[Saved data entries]
════

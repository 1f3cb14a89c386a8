//! Versioned feature store
//!
//! Collections advertise changes through a [`SubjectToken`] that consumers
//! poll. Mutations made while a [`NotificationGuard`] is held are batched into
//! one invalidation per collection, flushed when the last guard is released.

use crate::feature::Feature;
use parking_lot::{Mutex, RwLock, RwLockReadGuard};
use std::collections::HashMap;
use std::fmt;
use std::sync::atomic::{AtomicBool, AtomicU64, AtomicUsize, Ordering};
use std::sync::{Arc, Weak};
use tecton_types::{FeatureId, SubjectToken};

/// Shared, mutable access to one feature.
#[derive(Debug, Clone)]
pub struct FeatureHandle {
    id: FeatureId,
    inner: Arc<RwLock<Feature>>,
}

impl FeatureHandle {
    fn new(feature: Feature) -> Self {
        FeatureHandle {
            id: feature.id.clone(),
            inner: Arc::new(RwLock::new(feature)),
        }
    }

    pub fn feature_id(&self) -> &FeatureId {
        &self.id
    }

    pub fn read(&self) -> RwLockReadGuard<'_, Feature> {
        self.inner.read()
    }

    pub fn weak_ref(&self) -> WeakFeatureRef {
        WeakFeatureRef {
            id: self.id.clone(),
            inner: Arc::downgrade(&self.inner),
        }
    }

    pub fn ptr_eq(&self, other: &FeatureHandle) -> bool {
        Arc::ptr_eq(&self.inner, &other.inner)
    }
}

/// A reference that silently becomes invalid once the feature is destroyed.
#[derive(Debug, Clone)]
pub struct WeakFeatureRef {
    id: FeatureId,
    inner: Weak<RwLock<Feature>>,
}

impl WeakFeatureRef {
    pub fn feature_id(&self) -> &FeatureId {
        &self.id
    }

    pub fn is_valid(&self) -> bool {
        self.inner.strong_count() > 0
    }

    pub fn upgrade(&self) -> Option<FeatureHandle> {
        self.inner.upgrade().map(|inner| FeatureHandle {
            id: self.id.clone(),
            inner,
        })
    }
}

/// Identity of a feature collection.
#[derive(Debug, Clone, Copy, PartialEq, Eq, Hash, PartialOrd, Ord)]
pub struct FeatureCollectionId(pub u64);

static NEXT_COLLECTION_ID: AtomicU64 = AtomicU64::new(1);

#[derive(Debug)]
struct StoreShared {
    index: RwLock<HashMap<FeatureId, WeakFeatureRef>>,
    guard_depth: AtomicUsize,
    pending: Mutex<Vec<Weak<CollectionInner>>>,
}

impl StoreShared {
    fn flush_pending(&self) {
        let pending = std::mem::take(&mut *self.pending.lock());
        for collection in pending.iter().filter_map(Weak::upgrade) {
            collection.pending.store(false, Ordering::Relaxed);
            collection.token.lock().invalidate();
        }
        if !pending.is_empty() {
            tracing::debug!(collections = pending.len(), "flushed batched feature notifications");
        }
    }
}

#[derive(Debug)]
struct CollectionInner {
    id: FeatureCollectionId,
    name: String,
    features: RwLock<Vec<FeatureHandle>>,
    token: Mutex<SubjectToken>,
    pending: AtomicBool,
    store: Weak<StoreShared>,
}

/// Shared handle to a feature collection.
#[derive(Debug, Clone)]
pub struct FeatureCollectionHandle(Arc<CollectionInner>);

impl FeatureCollectionHandle {
    pub fn id(&self) -> FeatureCollectionId {
        self.0.id
    }

    pub fn name(&self) -> &str {
        &self.0.name
    }

    pub fn ptr_eq(&self, other: &FeatureCollectionHandle) -> bool {
        Arc::ptr_eq(&self.0, &other.0)
    }

    /// Snapshot of the change token; compare with an observer to poll.
    pub fn subject_token(&self) -> SubjectToken {
        self.0.token.lock().clone()
    }

    pub fn features(&self) -> Vec<FeatureHandle> {
        self.0.features.read().clone()
    }

    pub fn len(&self) -> usize {
        self.0.features.read().len()
    }

    pub fn is_empty(&self) -> bool {
        self.0.features.read().is_empty()
    }

    pub fn find_feature(&self, id: &FeatureId) -> Option<FeatureHandle> {
        self.0
            .features
            .read()
            .iter()
            .find(|handle| handle.feature_id() == id)
            .cloned()
    }

    pub fn add_feature(&self, feature: Feature) -> FeatureHandle {
        let handle = FeatureHandle::new(feature);
        self.0.features.write().push(handle.clone());
        if let Some(store) = self.0.store.upgrade() {
            store
                .index
                .write()
                .insert(handle.feature_id().clone(), handle.weak_ref());
        }
        self.notify_modified();
        handle
    }

    pub fn remove_feature(&self, id: &FeatureId) -> Option<FeatureHandle> {
        let removed = {
            let mut features = self.0.features.write();
            let position = features.iter().position(|handle| handle.feature_id() == id)?;
            features.remove(position)
        };
        if let Some(store) = self.0.store.upgrade() {
            unregister(&store, &removed);
        }
        self.notify_modified();
        Some(removed)
    }

    /// Mutate a feature in place. The closure must not change the feature id.
    ///
    /// Returns false if no feature with `id` is in this collection.
    pub fn modify_feature(&self, id: &FeatureId, modify: impl FnOnce(&mut Feature)) -> bool {
        let Some(handle) = self.find_feature(id) else {
            return false;
        };
        {
            let mut feature = handle.inner.write();
            modify(&mut feature);
            debug_assert_eq!(&feature.id, id, "feature ids are immutable");
        }
        self.notify_modified();
        true
    }

    fn notify_modified(&self) {
        if let Some(store) = self.0.store.upgrade() {
            if store.guard_depth.load(Ordering::Acquire) > 0 {
                if !self.0.pending.swap(true, Ordering::AcqRel) {
                    store.pending.lock().push(Arc::downgrade(&self.0));
                }
                return;
            }
        }
        self.0.token.lock().invalidate();
    }
}

fn unregister(store: &StoreShared, handle: &FeatureHandle) {
    let mut index = store.index.write();
    let is_same = index
        .get(handle.feature_id())
        .and_then(WeakFeatureRef::upgrade)
        .is_some_and(|indexed| indexed.ptr_eq(handle));
    if is_same {
        index.remove(handle.feature_id());
    }
}

/// Owner of all loaded feature collections and of the global feature-id index.
#[derive(Debug)]
pub struct FeatureStore {
    shared: Arc<StoreShared>,
    collections: RwLock<Vec<FeatureCollectionHandle>>,
}

impl FeatureStore {
    pub fn new() -> Self {
        FeatureStore {
            shared: Arc::new(StoreShared {
                index: RwLock::new(HashMap::new()),
                guard_depth: AtomicUsize::new(0),
                pending: Mutex::new(Vec::new()),
            }),
            collections: RwLock::new(Vec::new()),
        }
    }

    pub fn create_feature_collection(&self, name: impl Into<String>) -> FeatureCollectionHandle {
        let handle = FeatureCollectionHandle(Arc::new(CollectionInner {
            id: FeatureCollectionId(NEXT_COLLECTION_ID.fetch_add(1, Ordering::Relaxed)),
            name: name.into(),
            features: RwLock::new(Vec::new()),
            token: Mutex::new(SubjectToken::new()),
            pending: AtomicBool::new(false),
            store: Arc::downgrade(&self.shared),
        }));
        self.collections.write().push(handle.clone());
        handle
    }

    /// Forget a collection and drop its features from the id index.
    pub fn unload_feature_collection(&self, collection: &FeatureCollectionHandle) -> bool {
        let removed = {
            let mut collections = self.collections.write();
            let before = collections.len();
            collections.retain(|c| !c.ptr_eq(collection));
            before != collections.len()
        };
        if removed {
            for feature in collection.features() {
                unregister(&self.shared, &feature);
            }
        }
        removed
    }

    pub fn feature_collections(&self) -> Vec<FeatureCollectionHandle> {
        self.collections.read().clone()
    }

    /// Look up a live feature by id across every collection.
    pub fn find_feature(&self, id: &FeatureId) -> Option<FeatureHandle> {
        self.shared.index.read().get(id)?.upgrade()
    }

    /// Start batching change notifications until the guard is released.
    pub fn notification_guard(&self) -> NotificationGuard {
        self.shared.guard_depth.fetch_add(1, Ordering::AcqRel);
        NotificationGuard {
            shared: self.shared.clone(),
            released: false,
        }
    }

    pub fn is_notification_guard_active(&self) -> bool {
        self.shared.guard_depth.load(Ordering::Acquire) > 0
    }
}

impl Default for FeatureStore {
    fn default() -> Self {
        Self::new()
    }
}

/// Batches model-change notifications while held.
///
/// Guards nest; the consolidated notification is flushed when the outermost
/// guard is released, explicitly or on drop.
pub struct NotificationGuard {
    shared: Arc<StoreShared>,
    released: bool,
}

impl NotificationGuard {
    pub fn release(mut self) {
        self.release_inner();
    }

    fn release_inner(&mut self) {
        if self.released {
            return;
        }
        self.released = true;
        if self.shared.guard_depth.fetch_sub(1, Ordering::AcqRel) == 1 {
            self.shared.flush_pending();
        }
    }
}

impl Drop for NotificationGuard {
    fn drop(&mut self) {
        self.release_inner();
    }
}

impl fmt::Debug for NotificationGuard {
    fn fmt(&self, f: &mut fmt::Formatter<'_>) -> fmt::Result {
        f.debug_struct("NotificationGuard")
            .field("released", &self.released)
            .finish()
    }
}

════

[WHAT IS EXPECTED] Beginning with the first line above, could you copy every line exactly, up to and including the one with "are batched into"?

[RESPONSE AREA]
repository 1f3cb14a89c386a8
//! Versioned feature store
//!
//! Collections advertise changes through a [`SubjectToken`] that consumers
//! poll. Mutations made while a [`NotificationGuard`] is held are batched into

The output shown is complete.